---------- Data extracts

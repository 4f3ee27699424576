use crate::model::{Difficulty, Response};

/// Umbral canónico: precisión ≥ 0.7 cuenta como punto fuerte, por debajo
/// el tema pasa a la lista de práctica pendiente.
pub const UMBRAL_DOMINIO: f64 = 0.7;

/// Cuántos puntos de confusión se muestran como máximo en el informe.
pub const MAX_PUNTOS_CONFUSION: usize = 3;

#[derive(Clone, Copy, Debug, PartialEq, Eq)]
pub enum Rank {
    MasterDetective,
    ExpertInvestigator,
    SeniorDetective,
    Detective,
    Apprentice,
}

impl Rank {
    pub fn por_precision(precision: f64) -> Rank {
        if precision >= 0.9 {
            Rank::MasterDetective
        } else if precision >= 0.8 {
            Rank::ExpertInvestigator
        } else if precision >= 0.7 {
            Rank::SeniorDetective
        } else if precision >= 0.6 {
            Rank::Detective
        } else {
            Rank::Apprentice
        }
    }

    pub fn etiqueta(self) -> &'static str {
        match self {
            Rank::MasterDetective => "🥇 Detective maestro",
            Rank::ExpertInvestigator => "🥈 Investigador experto",
            Rank::SeniorDetective => "🥉 Detective sénior",
            Rank::Detective => "🎖 Detective",
            Rank::Apprentice => "🔰 Detective aprendiz",
        }
    }
}

#[derive(Clone, Copy, Debug, Default, PartialEq, Eq)]
pub struct TopicStats {
    pub correct: usize,
    pub total: usize,
}

impl TopicStats {
    pub fn precision(&self) -> f64 {
        if self.total == 0 {
            0.0
        } else {
            self.correct as f64 / self.total as f64
        }
    }

    pub fn fallos(&self) -> usize {
        self.total - self.correct
    }
}

/// Informe derivado de la lista de respuestas; nunca se almacena, se
/// recalcula bajo demanda.
#[derive(Clone, Debug)]
pub struct PerformanceReport {
    pub total: usize,
    pub correct: usize,
    pub accuracy: f64,
    pub avg_time: f64,
    pub streak: usize,
    pub per_topic: Vec<(String, TopicStats)>,
    pub rank: Rank,
    pub confusion_points: Vec<(String, usize)>,
}

impl PerformanceReport {
    pub fn fortalezas(&self) -> Vec<(&str, TopicStats)> {
        self.per_topic
            .iter()
            .filter(|(_, s)| s.precision() >= UMBRAL_DOMINIO)
            .map(|(t, s)| (t.as_str(), *s))
            .collect()
    }

    pub fn debilidades(&self) -> Vec<(&str, TopicStats)> {
        self.per_topic
            .iter()
            .filter(|(_, s)| s.precision() < UMBRAL_DOMINIO)
            .map(|(t, s)| (t.as_str(), *s))
            .collect()
    }
}

/// Agrupa respuestas por tema conservando el orden de primera aparición.
pub fn agrupar_por_tema(responses: &[Response]) -> Vec<(String, TopicStats)> {
    let mut temas: Vec<(String, TopicStats)> = Vec::new();
    for r in responses {
        match temas.iter_mut().find(|(t, _)| t == &r.topic) {
            Some((_, stats)) => {
                stats.total += 1;
                if r.is_correct {
                    stats.correct += 1;
                }
            }
            None => temas.push((
                r.topic.clone(),
                TopicStats {
                    correct: usize::from(r.is_correct),
                    total: 1,
                },
            )),
        }
    }
    temas
}

pub fn compute_report(responses: &[Response]) -> PerformanceReport {
    let total = responses.len();
    let correct = responses.iter().filter(|r| r.is_correct).count();
    let accuracy = if total == 0 {
        0.0
    } else {
        correct as f64 / total as f64
    };
    let avg_time = if total == 0 {
        0.0
    } else {
        responses.iter().map(|r| r.time_spent).sum::<f64>() / total as f64
    };

    // Racha: correctas consecutivas contando desde la última respuesta
    // hacia atrás, hasta el primer fallo.
    let streak = responses.iter().rev().take_while(|r| r.is_correct).count();

    let per_topic = agrupar_por_tema(responses);

    let mut confusion_points: Vec<(String, usize)> = per_topic
        .iter()
        .filter(|(_, s)| s.fallos() > 0)
        .map(|(t, s)| (t.clone(), s.fallos()))
        .collect();
    confusion_points.sort_by(|a, b| b.1.cmp(&a.1));
    confusion_points.truncate(MAX_PUNTOS_CONFUSION);

    PerformanceReport {
        total,
        correct,
        accuracy,
        avg_time,
        streak,
        per_topic,
        rank: Rank::por_precision(accuracy),
        confusion_points,
    }
}

/// Resumen de un tramo concreto, para las pantallas de descanso.
#[derive(Clone, Copy, Debug, Default, PartialEq)]
pub struct TierSummary {
    pub answered: usize,
    pub correct: usize,
    pub accuracy: f64,
    pub avg_time: f64,
}

pub fn resumen_de_tramo(responses: &[Response], difficulty: Difficulty) -> TierSummary {
    let del_tramo: Vec<&Response> = responses
        .iter()
        .filter(|r| r.difficulty == difficulty)
        .collect();
    if del_tramo.is_empty() {
        return TierSummary::default();
    }
    let answered = del_tramo.len();
    let correct = del_tramo.iter().filter(|r| r.is_correct).count();
    TierSummary {
        answered,
        correct,
        accuracy: correct as f64 / answered as f64,
        avg_time: del_tramo.iter().map(|r| r.time_spent).sum::<f64>() / answered as f64,
    }
}

#[cfg(test)]
mod tests {
    use super::*;

    fn respuesta(id: &str, topic: &str, is_correct: bool, time_spent: f64) -> Response {
        Response {
            question_id: id.to_string(),
            difficulty: Difficulty::Basic,
            topic: topic.to_string(),
            selected_option: "A".into(),
            selected_text: "texto".into(),
            correct_option: "A".into(),
            is_correct,
            time_spent,
        }
    }

    #[test]
    fn precision_es_correctas_entre_total() {
        let rs = vec![
            respuesta("1", "Factorización", true, 10.0),
            respuesta("2", "Factorización", false, 20.0),
            respuesta("3", "Discriminante", true, 30.0),
            respuesta("4", "Discriminante", true, 40.0),
        ];
        let informe = compute_report(&rs);
        assert_eq!(informe.total, 4);
        assert_eq!(informe.correct, 3);
        assert_eq!(informe.accuracy, 3.0 / 4.0);
        assert_eq!(informe.avg_time, 25.0);
    }

    #[test]
    fn lista_vacia_da_valores_neutros() {
        let informe = compute_report(&[]);
        assert_eq!(informe.total, 0);
        assert_eq!(informe.accuracy, 0.0);
        assert_eq!(informe.avg_time, 0.0);
        assert_eq!(informe.streak, 0);
        assert!(informe.per_topic.is_empty());
        assert!(informe.confusion_points.is_empty());
        assert_eq!(informe.rank, Rank::Apprentice);
    }

    #[test]
    fn la_racha_solo_cuenta_las_correctas_finales() {
        // [correcta, correcta, incorrecta, correcta] -> racha 1
        let rs = vec![
            respuesta("1", "T", true, 1.0),
            respuesta("2", "T", true, 1.0),
            respuesta("3", "T", false, 1.0),
            respuesta("4", "T", true, 1.0),
        ];
        assert_eq!(compute_report(&rs).streak, 1);
    }

    #[test]
    fn limites_del_rango() {
        assert_eq!(Rank::por_precision(0.9), Rank::MasterDetective);
        assert_eq!(Rank::por_precision(0.89999), Rank::ExpertInvestigator);
        assert_eq!(Rank::por_precision(0.8), Rank::ExpertInvestigator);
        assert_eq!(Rank::por_precision(0.7), Rank::SeniorDetective);
        assert_eq!(Rank::por_precision(0.6), Rank::Detective);
        assert_eq!(Rank::por_precision(0.0), Rank::Apprentice);
    }

    #[test]
    fn fortalezas_y_debilidades_usan_el_umbral() {
        // Factorización 1/2 = 0.5 (debilidad), Discriminante 2/2 (fortaleza)
        let rs = vec![
            respuesta("1", "Factorización", true, 1.0),
            respuesta("2", "Factorización", false, 1.0),
            respuesta("3", "Discriminante", true, 1.0),
            respuesta("4", "Discriminante", true, 1.0),
        ];
        let informe = compute_report(&rs);
        let fuertes: Vec<&str> = informe.fortalezas().iter().map(|(t, _)| *t).collect();
        let flojos: Vec<&str> = informe.debilidades().iter().map(|(t, _)| *t).collect();
        assert_eq!(fuertes, vec!["Discriminante"]);
        assert_eq!(flojos, vec!["Factorización"]);
    }

    #[test]
    fn puntos_de_confusion_ordenados_y_acotados() {
        let mut rs = vec![
            respuesta("1", "Grado", false, 1.0),
            respuesta("2", "Grado", false, 1.0),
            respuesta("3", "Suma", false, 1.0),
            respuesta("4", "Producto", false, 1.0),
            respuesta("5", "Producto", false, 1.0),
            respuesta("6", "Producto", false, 1.0),
            respuesta("7", "Identidades", false, 1.0),
        ];
        rs.push(respuesta("8", "Raíces", true, 1.0));
        let informe = compute_report(&rs);
        assert_eq!(informe.confusion_points.len(), MAX_PUNTOS_CONFUSION);
        assert_eq!(informe.confusion_points[0], ("Producto".to_string(), 3));
        assert_eq!(informe.confusion_points[1], ("Grado".to_string(), 2));
    }

    #[test]
    fn resumen_de_tramo_filtra_por_dificultad() {
        let mut rs = vec![
            respuesta("1", "T", true, 10.0),
            respuesta("2", "T", false, 20.0),
        ];
        rs.push(Response {
            difficulty: Difficulty::Intermediate,
            ..respuesta("3", "T", true, 99.0)
        });
        let resumen = resumen_de_tramo(&rs, Difficulty::Basic);
        assert_eq!(resumen.answered, 2);
        assert_eq!(resumen.correct, 1);
        assert_eq!(resumen.accuracy, 0.5);
        assert_eq!(resumen.avg_time, 15.0);

        assert_eq!(resumen_de_tramo(&rs, Difficulty::Advanced), TierSummary::default());
    }
}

--------------------

What to work on
Please copy each line of the records above in which the word "impl" can be found.

Exercise answer
impl Rank {
impl TopicStats {
impl PerformanceReport {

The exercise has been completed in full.